Years later, in 1986, Johnson attended a worship conference in Vancouver that had been organized by her father, a Lutheran pastor. At the time, she was a high school music teacher. “At the conference,” she recalled, “people kept saying, ‘Susan, you’ve missed your calling.’ And I kept saying no, because there were still things I wanted to do as a teacher.”

The following year, she began to hear that message in her own head. “It was like God continued to get loud, and I tried to escape by turning up the radio or distracting myself with other things,” Johnson said. “By the end of that school year, in 1987, I said, ‘OK, if that was what I was supposed to do, then I’ll do it.’”

She worked for one more year as a teacher, paid off her student loans, attended seminary and never looked back.

Careers and friendship

Johnson served as a parish pastor for two years and then as an assistant to the bishop in the Eastern Synod of the Evangelical Lutheran Church in Canada (ELCIC) for 15 more. Her career skyrocketed as she was elected ELCIC vice president in 2001 and then its fourth national bishop in 2007—the first woman in that position.

A few months later, Eaton and Johnson crossed paths at a joint meeting of the ELCA Conference of Bishops and the ELCIC’s synod bishops. Eaton had been installed as bishop of the Northeastern Ohio Synod earlier that year. “She had such presence,” Eaton said of Johnson.

The two women discovered that they had both majored in music education. Forgetting that the national sport in Canada was hockey, Eaton asked, “Did you like marching band?” Johnson responded, “It was a little difficult to march on ice.”

In 2013, Eaton was elected presiding bishop of the ELCA, the fourth in its history and the first woman in that office. At that time, she was one of only 10 female bishops, roughly 13%. Over the past few years, the Conference of Bishops has been composed of nearly equal numbers of women and men.


“We laugh together. We cry together. We pray together.”


“When Bishop Eaton got elected presiding bishop, it brought us even closer together as colleagues, because it’s a lonely job,” Johnson said. “We laugh together. We cry together. We pray together.
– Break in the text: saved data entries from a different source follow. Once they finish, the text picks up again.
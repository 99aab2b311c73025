//! Bounding Volume Hierarchy (BVH) acceleration structure.
//!
//! The tree lives in an arena: nodes sit in a `Vec` and refer to their
//! children by index, and the primitives are owned by the BVH itself.
//! Parents own their children exclusively and there are no back references,
//! so the structure is immutable once built.

use crate::{HitRecord, Hittable, RenderError, RenderResult};
use raytrace_math::{Axis, BoundingBox, Ray, Vector3};

/// A node of the arena.
#[derive(Debug, Clone, Copy)]
pub(crate) enum BvhNode {
    /// A single primitive, by index into `Bvh::objects`.
    Leaf { object: usize, bbox: BoundingBox },
    /// Internal node; `bbox` is the union of both children's boxes.
    Branch {
        left: usize,
        right: usize,
        bbox: BoundingBox,
    },
}

impl BvhNode {
    fn bbox(&self) -> BoundingBox {
        match self {
            BvhNode::Leaf { bbox, .. } | BvhNode::Branch { bbox, .. } => *bbox,
        }
    }
}

/// Binary BVH over a finalized collection of hittables.
pub struct Bvh {
    nodes: Vec<BvhNode>,
    objects: Vec<Box<dyn Hittable>>,
    root: usize,
}

impl Bvh {
    /// Build a BVH from a flat collection of objects.
    ///
    /// Objects are reordered in place while partitioning. An empty collection
    /// is rejected with [`RenderError::EmptyScene`].
    pub fn build(mut objects: Vec<Box<dyn Hittable>>) -> RenderResult<Self> {
        if objects.is_empty() {
            return Err(RenderError::EmptyScene);
        }

        let mut nodes = Vec::with_capacity(2 * objects.len() - 1);
        let root = Self::partition(&mut objects, 0, &mut nodes);

        let bvh = Self {
            nodes,
            objects,
            root,
        };
        log::debug!(
            "BVH built: {} objects, {} nodes, depth {}",
            bvh.len(),
            bvh.node_count(),
            bvh.depth()
        );
        Ok(bvh)
    }

    /// Recursive median split. `offset` is the position of `objects[0]`
    /// within the full collection, so leaves can point at their primitive.
    ///
    /// Only sub-ranges are sorted below a node, which keeps leaf indices valid.
    fn partition(objects: &mut [Box<dyn Hittable>], offset: usize, nodes: &mut Vec<BvhNode>) -> usize {
        match objects.len() {
            1 => push(
                nodes,
                BvhNode::Leaf {
                    object: offset,
                    bbox: objects[0].bounding_box(),
                },
            ),
            2 => {
                let left = push(
                    nodes,
                    BvhNode::Leaf {
                        object: offset,
                        bbox: objects[0].bounding_box(),
                    },
                );
                let right = push(
                    nodes,
                    BvhNode::Leaf {
                        object: offset + 1,
                        bbox: objects[1].bounding_box(),
                    },
                );
                branch(nodes, left, right)
            }
            n => {
                let axis = split_axis(objects);

                objects.sort_unstable_by(|a, b| {
                    let a_val = axis.of(a.bounding_box().center());
                    let b_val = axis.of(b.bounding_box().center());
                    a_val
                        .partial_cmp(&b_val)
                        .unwrap_or(std::cmp::Ordering::Equal)
                });

                let mid = n / 2;
                let (left_objects, right_objects) = objects.split_at_mut(mid);

                let left = Self::partition(left_objects, offset, nodes);
                let right = Self::partition(right_objects, offset + mid, nodes);
                branch(nodes, left, right)
            }
        }
    }

    /// Number of primitives.
    pub fn len(&self) -> usize {
        self.objects.len()
    }

    /// Always false: empty BVHs cannot be built.
    pub fn is_empty(&self) -> bool {
        self.objects.is_empty()
    }

    /// Number of arena nodes, leaves included.
    pub fn node_count(&self) -> usize {
        self.nodes.len()
    }

    /// Longest root-to-leaf path, counting nodes.
    pub fn depth(&self) -> usize {
        self.depth_from(self.root)
    }

    fn depth_from(&self, index: usize) -> usize {
        match self.nodes[index] {
            BvhNode::Leaf { .. } => 1,
            BvhNode::Branch { left, right, .. } => {
                1 + self.depth_from(left).max(self.depth_from(right))
            }
        }
    }

    fn hit_node(&self, index: usize, ray: &Ray) -> HitRecord<'_> {
        match self.nodes[index] {
            BvhNode::Leaf { object, .. } => self.objects[object].hit(ray),
            BvhNode::Branch { left, right, bbox } => {
                if !bbox.through(ray) {
                    return HitRecord::miss();
                }

                let left_hit = self.hit_node(left, ray);
                let right_hit = self.hit_node(right, ray);

                if left_hit.t < right_hit.t {
                    left_hit
                } else {
                    right_hit
                }
            }
        }
    }
}

impl Hittable for Bvh {
    fn hit(&self, ray: &Ray) -> HitRecord<'_> {
        self.hit_node(self.root, ray)
    }

    fn bounding_box(&self) -> BoundingBox {
        self.nodes[self.root].bbox()
    }
}

fn push(nodes: &mut Vec<BvhNode>, node: BvhNode) -> usize {
    nodes.push(node);
    nodes.len() - 1
}

fn branch(nodes: &mut Vec<BvhNode>, left: usize, right: usize) -> usize {
    let bbox = BoundingBox::wraps(&nodes[left].bbox(), &nodes[right].bbox());
    push(nodes, BvhNode::Branch { left, right, bbox })
}

/// Pick the split axis from the spread of the objects' box centers.
///
/// The "average" is the plain sum of centers and the "variance" is the sum of
/// `center - sum`. That is not a real variance, but it decides which axis the
/// objects get sorted on, so changing it changes the tree.
fn split_axis(objects: &[Box<dyn Hittable>]) -> Axis {
    let sum = objects
        .iter()
        .map(|o| o.bounding_box().center())
        .fold(Vector3::ZERO, |acc, c| acc + c);

    let spread = objects
        .iter()
        .map(|o| o.bounding_box().center() - sum)
        .fold(Vector3::ZERO, |acc, d| acc + d);

    if spread.x > spread.y && spread.x > spread.z {
        Axis::X
    } else if spread.y > spread.z {
        Axis::Y
    } else {
        Axis::Z
    }
}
Sometimes we call each other late at night to share our joys and sorrows.”

One year, at a conference in Karlsruhe, Germany, the women grew weary of the food being served. “Eventually we said, ‘We can’t do this anymore,’ and we went to find a place to eat,” Johnson remembered. “We ended up at the Sockenschuss.”
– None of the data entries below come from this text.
//! Render the reference scene to a PNG.
//!
//! Usage: `raytrace [config.json] [output.png]`
//!
//! The config file is optional JSON; missing fields take their defaults.

use std::path::{Path, PathBuf};
use std::time::Instant;

use anyhow::{Context, Result};
use rand::rngs::StdRng;
use rand::SeedableRng;
use raytrace_renderer::{build_scene, render, CancelToken, ImageBuffer, RenderConfig};

const DEFAULT_OUTPUT: &str = "images/image.png";

fn load_config(path: Option<&Path>) -> Result<RenderConfig> {
    let Some(path) = path else {
        log::info!("No config file given, using defaults");
        return Ok(RenderConfig::default());
    };

    let text = std::fs::read_to_string(path)
        .with_context(|| format!("Failed to read config {}", path.display()))?;
    let config = serde_json::from_str(&text)
        .with_context(|| format!("Failed to parse config {}", path.display()))?;
    log::info!("Loaded config from {}", path.display());
    Ok(config)
}

fn save_png(image: &ImageBuffer, path: &Path) -> Result<()> {
    if let Some(parent) = path.parent().filter(|p| !p.as_os_str().is_empty()) {
        std::fs::create_dir_all(parent)
            .with_context(|| format!("Failed to create {}", parent.display()))?;
    }

    let png = image::RgbImage::from_raw(image.width, image.height, image.to_rgb_bytes())
        .context("Image buffer size does not match its dimensions")?;
    png.save(path)
        .with_context(|| format!("Failed to write {}", path.display()))?;
    Ok(())
}

fn main() -> Result<()> {
    env_logger::Builder::from_default_env()
        .filter_level(log::LevelFilter::Info)
        .init();

    let mut args = std::env::args().skip(1);
    let config_path = args.next().map(PathBuf::from);
    let output = args.next().map_or_else(|| PathBuf::from(DEFAULT_OUTPUT), PathBuf::from);

    let config = load_config(config_path.as_deref())?;

    let mut rng = match config.seed {
        Some(seed) => StdRng::seed_from_u64(seed),
        None => StdRng::from_entropy(),
    };

    let start = Instant::now();
    let scene = build_scene(&config, &mut rng)?;
    log::info!("Scene built in {:?}", start.elapsed());

    let image = render(&scene, &config, &CancelToken::new())?;

    save_png(&image, &output)?;
    log::info!("Saved to {}", output.display());

    Ok(())
}
//! Math types for the path tracer.
//!
//! Vectors are glam's `DVec3` (re-exported as [`Vector3`]); everything that
//! glam does not already provide lives in [`VectorExt`].

// Re-export glam for convenience
pub use glam::DVec3;

mod aabb;
mod interval;
mod ray;
mod vector;

pub use aabb::{Axis, BoundingBox};
pub use interval::Interval;
pub use ray::Ray;
pub use vector::{Vector3, VectorExt};

use thiserror::Error;

/// Errors raised by the math primitives.
#[derive(Error, Debug, Clone, Copy, PartialEq, Eq)]
pub enum MathError {
    #[error("vector component index {0} out of range (expected 0, 1 or 2)")]
    ComponentOutOfRange(usize),
}

/// Result type for math operations.
pub type MathResult<T> = Result<T, MathError>;

/// Draw a uniform `f64` in [0, 1).
#[inline]
pub fn gen_f64(rng: &mut dyn rand::RngCore) -> f64 {
    use rand::Rng;
    rng.gen::<f64>()
}
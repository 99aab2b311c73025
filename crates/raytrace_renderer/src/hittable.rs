//! Hittable trait and HitRecord for ray-object intersection.

use crate::{Color, Material};
use raytrace_math::{BoundingBox, Ray, Vector3};

/// Material referenced by miss records. Never scattered.
static MISS_MATERIAL: Material = Material::Matte {
    albedo: Color::ZERO,
};

/// Record of a ray-object intersection.
///
/// Produced per query and consumed immediately; `t == +inf` means no hit.
#[derive(Debug, Clone, Copy)]
pub struct HitRecord<'a> {
    /// Ray parameter of the intersection
    pub t: f64,
    /// Point of intersection
    pub point: Vector3,
    /// Outward surface normal, not normalized
    pub normal: Vector3,
    /// Material at the intersection point
    pub material: &'a Material,
}

impl<'a> HitRecord<'a> {
    pub fn new(t: f64, point: Vector3, normal: Vector3, material: &'a Material) -> Self {
        Self {
            t,
            point,
            normal,
            material,
        }
    }

    /// The "nothing was hit" record.
    pub fn miss() -> Self {
        Self {
            t: f64::INFINITY,
            point: Vector3::ZERO,
            normal: Vector3::ZERO,
            material: &MISS_MATERIAL,
        }
    }

    pub fn is_hit(&self) -> bool {
        self.t.is_finite()
    }

    /// The nearer of two records. Ties keep `self`.
    #[inline]
    pub fn closer(self, other: HitRecord<'a>) -> HitRecord<'a> {
        if other.t < self.t {
            other
        } else {
            self
        }
    }
}

impl Default for HitRecord<'_> {
    fn default() -> Self {
        Self::miss()
    }
}

/// Trait for objects that can be hit by rays.
///
/// Scenes are shared read-only across render threads, hence `Send + Sync`.
pub trait Hittable: Send + Sync {
    /// Nearest intersection with `t > 0`, or [`HitRecord::miss`].
    fn hit(&self, ray: &Ray) -> HitRecord<'_>;

    /// Get the axis-aligned bounding box of this object.
    fn bounding_box(&self) -> BoundingBox;
}

/// A flat list of hittable objects, scanned linearly.
pub struct HittableList {
    objects: Vec<Box<dyn Hittable>>,
    bbox: BoundingBox,
}

impl HittableList {
    /// Create a new empty hittable list.
    pub fn new() -> Self {
        Self {
            objects: Vec::new(),
            bbox: BoundingBox::EMPTY,
        }
    }

    /// Add an object to the list.
    pub fn add(&mut self, object: Box<dyn Hittable>) {
        self.bbox = BoundingBox::wraps(&self.bbox, &object.bounding_box());
        self.objects.push(object);
    }

    /// Get the number of objects.
    pub fn len(&self) -> usize {
        self.objects.len()
    }

    /// Check if the list is empty.
    pub fn is_empty(&self) -> bool {
        self.objects.is_empty()
    }

    /// Hand the objects over, e.g. to [`crate::Bvh::build`].
    pub fn into_objects(self) -> Vec<Box<dyn Hittable>> {
        self.objects
    }
}

impl Default for HittableList {
    fn default() -> Self {
        Self::new()
    }
}

impl From<Vec<Box<dyn Hittable>>> for HittableList {
    fn from(objects: Vec<Box<dyn Hittable>>) -> Self {
        let mut list = Self::new();
        for object in objects {
            list.add(object);
        }
        list
    }
}

impl Hittable for HittableList {
    fn hit(&self, ray: &Ray) -> HitRecord<'_> {
        // Strict `<` inside `closer`: the first of equally near hits wins.
        self.objects
            .iter()
            .fold(HitRecord::miss(), |closest, object| closest.closer(object.hit(ray)))
    }

    fn bounding_box(&self) -> BoundingBox {
        self.bbox
    }
}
“They had schnitzel and wurst,” Eaton said, “and we could have a beer and just relax.”

Their waitress wore a T-shirt that read, “I’m a Socken girl.” The T-shirts weren’t available to purchase, “but we decided we were ‘Socken Sisters,’” Johnson said. “I had purple T-shirts made, showing us drinking large, liter-size mugs of beer on the back, with ‘Socken Sisters’ printed across the front.”

Great minds …

Recently the ELCIC held its triennial national convention in Winnipeg. Eaton was flying there when Johnson, in her final year of office, addressed the convention.
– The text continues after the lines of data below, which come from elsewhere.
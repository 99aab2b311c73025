//! Camera for ray generation.

use raytrace_math::{Ray, Vector3, VectorExt};
use rand::RngCore;

/// Thin-lens camera focused on its look-at point.
///
/// The image plane passes through `look_at`; screen coordinates `(0, 0)` are
/// its lower-left corner and `(1, 1)` its upper-right corner.
#[derive(Debug, Clone)]
pub struct Camera {
    // Camera positioning
    look_from: Vector3,
    look_at: Vector3,
    vup: Vector3,

    // Lens settings
    vfov: f64,     // Vertical field of view in degrees
    aperture: f64, // Lens radius, 0 = pinhole
    aspect_ratio: f64,

    // Cached computed values (set by initialize())
    lower_left_corner: Vector3,
    horizontal: Vector3,
    vertical: Vector3,
    lens_u: Vector3,
    lens_v: Vector3,
}

impl Camera {
    /// Create a new camera with default settings.
    pub fn new() -> Self {
        Self {
            look_from: Vector3::new(13.0, 2.0, 3.0),
            look_at: Vector3::ZERO,
            vup: Vector3::Y,
            vfov: 30.0,
            aperture: 0.0,
            aspect_ratio: 16.0 / 9.0,
            // Cached values (initialized to defaults)
            lower_left_corner: Vector3::ZERO,
            horizontal: Vector3::X,
            vertical: Vector3::Y,
            lens_u: Vector3::X,
            lens_v: Vector3::Y,
        }
    }

    /// Set camera position.
    pub fn with_position(mut self, look_from: Vector3, look_at: Vector3, vup: Vector3) -> Self {
        self.look_from = look_from;
        self.look_at = look_at;
        self.vup = vup;
        self
    }

    /// Set lens settings.
    pub fn with_lens(mut self, vfov: f64, aperture: f64) -> Self {
        self.vfov = vfov;
        self.aperture = aperture;
        self
    }

    /// Set the image width / height ratio.
    pub fn with_aspect_ratio(mut self, aspect_ratio: f64) -> Self {
        self.aspect_ratio = aspect_ratio;
        self
    }

    /// Initialize the camera (must be called before generating rays).
    pub fn initialize(&mut self) {
        let vision = self.look_at - self.look_from;

        // Half the field of view, in radians
        let theta = self.vfov.to_radians() / 2.0;
        let half_height = theta.tan() * vision.length();
        let half_width = half_height * self.aspect_ratio;

        // View-up made orthogonal to the line of sight
        let forward = vision.unit();
        let up = (self.vup - forward * self.vup.dot(forward)).unit();
        let right = vision.cross(up).unit();

        let up = up * half_height;
        let right = right * half_width;

        self.lower_left_corner = self.look_at - up - right;
        self.horizontal = right * 2.0;
        self.vertical = up * 2.0;
        self.lens_u = self.horizontal.unit();
        self.lens_v = self.vertical.unit();
    }

    /// Generate a ray through screen coordinates `(s, t)` in [0, 1]^2.
    ///
    /// The origin is jittered over the lens disk when the aperture is non-zero.
    pub fn get_ray(&self, s: f64, t: f64, rng: &mut dyn RngCore) -> Ray {
        let origin = if self.aperture <= 0.0 {
            self.look_from
        } else {
            self.lens_sample(rng)
        };

        let target = self.lower_left_corner + s * self.horizontal + t * self.vertical;
        Ray::new(origin, target - origin)
    }

    /// Sample a point on the lens disk.
    fn lens_sample(&self, rng: &mut dyn RngCore) -> Vector3 {
        let p = Vector3::random_in_unit_disk(rng) * self.aperture;
        self.look_from + p.x * self.lens_u + p.y * self.lens_v
    }

    pub fn eye(&self) -> Vector3 {
        self.look_from
    }

    pub fn lower_left_corner(&self) -> Vector3 {
        self.lower_left_corner
    }

    pub fn horizontal(&self) -> Vector3 {
        self.horizontal
    }

    pub fn vertical(&self) -> Vector3 {
        self.vertical
    }
}

impl Default for Camera {
    fn default() -> Self {
        Self::new()
    }
}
“When I got there, I brought greetings to the assembly, and I ended my 15-minute address with a quote from Martin Luther,” Eaton said. “Some attendees began mouthing the words along with me and were chuckling. Only afterward did I learn that Susan had shared the same quote during her address.”

The women’s shared affinity for music, ministry and mission has forged a lifelong bond, and their combined legacy of leadership can be best described by their favorite Luther quote:

“This life therefore is not righteousness but growth in righteousness, not health but healing, not being but becoming, not rest but exercise. We are not yet what we shall be, but we are growing toward it, the process is not yet finished, but it is going on, this is not the end, but it is the road. All does not yet gleam in glory, but all is being purified” (“Defense and Explanation of All the Articles”).

Aaron Cooper
Aaron Cooper is ELCA senior director of Strategic Communications.